Die Macht der leisen Töne

 

Die St. Pauli-Gemeinde feiert


Mitten in der früher verbindlichen Mittagsruhe reißt mich Musik aus dem Schlaf. Schon wieder. Meine Frau warnt mich: mach dich nicht unbeliebt. Die Kirche! Und tatsächlich werde ich ermahnt, mal fünf gerade sein zu lassen. Der kräftige DJ fühlt sich bedroht, weil ich ihn verständnisheischend am Arm berühre. Natürlich brülle ich: Es ist unerträglich laut.


Damit das klar ist: Als ich vor 26 Jahren in die Antonistraße am Hafenrand zog, war dieser Teil von St. Pauli noch ein ruhiges Wohngebiet. Nicht ich bin ins Vergnügungsviertel gezogen, es schlich sich hinter meinem Rücken ein.
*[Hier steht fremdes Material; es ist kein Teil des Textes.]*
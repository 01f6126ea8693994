//! # DICOM-seg-export library
//!
//! This crate serves a high-level API for encoding in-memory labelmap
//! volumes as DICOM Segmentation or RT Structure Set objects.
//!
//! This library is part of the dicom-rs ecosystem and leverages its
//! components to produce standards-compliant segmentation objects from
//! the per-slice label buffers an interactive segmentation tool paints
//! over a stack of cross-sectional images. The pipeline reconciles the
//! tool-internal slice traversal order with the ascending-position DICOM
//! convention, merges per-slice segment presence into a 3-D segment
//! catalog, synthesizes required per-segment metadata (coded concepts,
//! display color, algorithm provenance) from partial input, and keeps
//! output slice index, voxel buffer, and referenced source image in
//! exact correspondence. Label volumes are assumed to have the following
//! properties:
//!  - Slices arrive in monotonic acquisition order (the resolver only
//!    ever reverses the whole stack, it never re-sorts)
//!  - All slices share one set of dimensions
//!  - Voxel value 0 is background; positive values are segment indices
//!
//!  Contributions are highly welcome!
//!
//! # Roadmap
//!
//!  - FRACTIONAL segmentation output
//!  - Built-in marching-squares tracer for the Structure Set path
//!  - Multi-frame source image references
//!
//! # Examples
//!
//! ## Encoding a two-slice labelmap as a Segmentation object
//!
//! Build a read-only snapshot of the painted volume, resolve geometry
//! through a metadata source, and write the serialized object wherever a
//! byte sink is wanted.
//!
//! ```no_run
//! # use dicom_seg_export::encoder::EncodeOptions;
//! # use dicom_seg_export::export::SegmentationExporter;
//! # use dicom_seg_export::session::{
//! #     InMemoryMetadata, InstanceReference, SeriesContext, SessionSnapshot,
//! # };
//! # use dicom_seg_export::volume::{LabelSlice, LabelVolume};
//! # fn main() -> Result<(), Box<dyn std::error::Error>> {
//! let volume = LabelVolume::new(vec![
//!     LabelSlice::new(vec![0, 1, 1, 0], 2, 2, "image-0")?,
//!     LabelSlice::new(vec![0, 0, 1, 0], 2, 2, "image-1")?,
//! ])?;
//!
//! let mut metadata = InMemoryMetadata::new();
//! for (index, id) in ["image-0", "image-1"].into_iter().enumerate() {
//!     metadata.insert_position(id, vec![0.0, 0.0, index as f64]);
//!     metadata.insert_instance_reference(
//!         id,
//!         InstanceReference {
//!             sop_class_uid: "1.2.840.10008.5.1.4.1.1.2".into(),
//!             sop_instance_uid: format!("1.2.3.{index}"),
//!         },
//!     );
//! }
//!
//! let series = SeriesContext {
//!     study_instance_uid: "1.2.3".into(),
//!     series_instance_uid: "1.2.3.4".into(),
//!     frame_of_reference_uid: "1.2.3.5".into(),
//!     ..SeriesContext::default()
//! };
//!
//! let encoded = futures::executor::block_on(SegmentationExporter::generate(
//!     &volume,
//!     &SessionSnapshot::new("Research Segmentation"),
//!     &series,
//!     &metadata,
//!     &EncodeOptions::default(),
//! ))?;
//! std::fs::write("segmentation.dcm", &encoded.payload)?;
//! # Ok(())
//! # }
//! ```

pub mod binding;
pub mod catalog;
pub mod collector;
mod color;
pub mod encoder;
pub mod enums;
pub mod export;
pub mod order;
pub mod session;
pub mod volume;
Irgendwann verlegte die Stadtverwaltung den sonntäglichen Fischmarkt in unsere Richtung. So wurde es an Wochenenden lauter. Dann erkämpften Anwohner die freie Sicht auf die Elbe. Seitdem ist der Platz vor meiner Mietwohnung ein Eldorado für Krachmacher aller Art.


Die Pastorin weiß ebenso wie der Pastor, wie sehr die direkten Anwohnerinnen unter dem Lärm leiden. Pastor Wilm ist sogar aktiv gegen die Belästigung. Jetzt erklärt er mir, man müsse doch mal laut sein dürfen: 10 Jahre Lampedusa sei doch Grund genug.


Vor einer Woche erklärte mir ein gewerkschaftlicher Lärm-Fan dasselbe: Sei doch einmal tolerant. Nächsten Sonnabend wird es jemand anders vorbringen: Bitte stell dich dieses eine Mal nicht so an. Sie haben das Recht auf ihrer Seite. Die Bezirksverwaltung erlaubt die Belästigung der Anwohner.   


Der DJ beschimpfte mich als Spaßbremse: 300 Menschen sollten sich zum Tanzen einfinden. Da müsse es ordentlich laut sein. In meinem Wohnzimmer hätte ich nach Lärmschutzverordnung einen Gehörschutz tragen müssen. Vielleicht waren sich die Feiernden der Gefahr bewusst. Niemand tanzte.


Das ist das Trübsinnige. Diese Feste gleichen sich. Die Musik macht das miteinander Sprechen unmöglich. Diesmal versammelten sich die wenigen Gäste hinter der Kirche. Da war es leiser.


Ich erinnere mich gern an die Lampedusa-Flüchtlinge, die vor zehn Jahren hier lebten. Jeden Tag fegten sie den Platz vor der Kirche in einer beeindruckenden Ruhe und Gelassenheit. Sie strahlten Stärke aus. Sie wussten: sie würden einen langen Atem brauchen. Sie waren laut, wenn es drauf ankam, aber sie kannten die Macht der leisen Töne.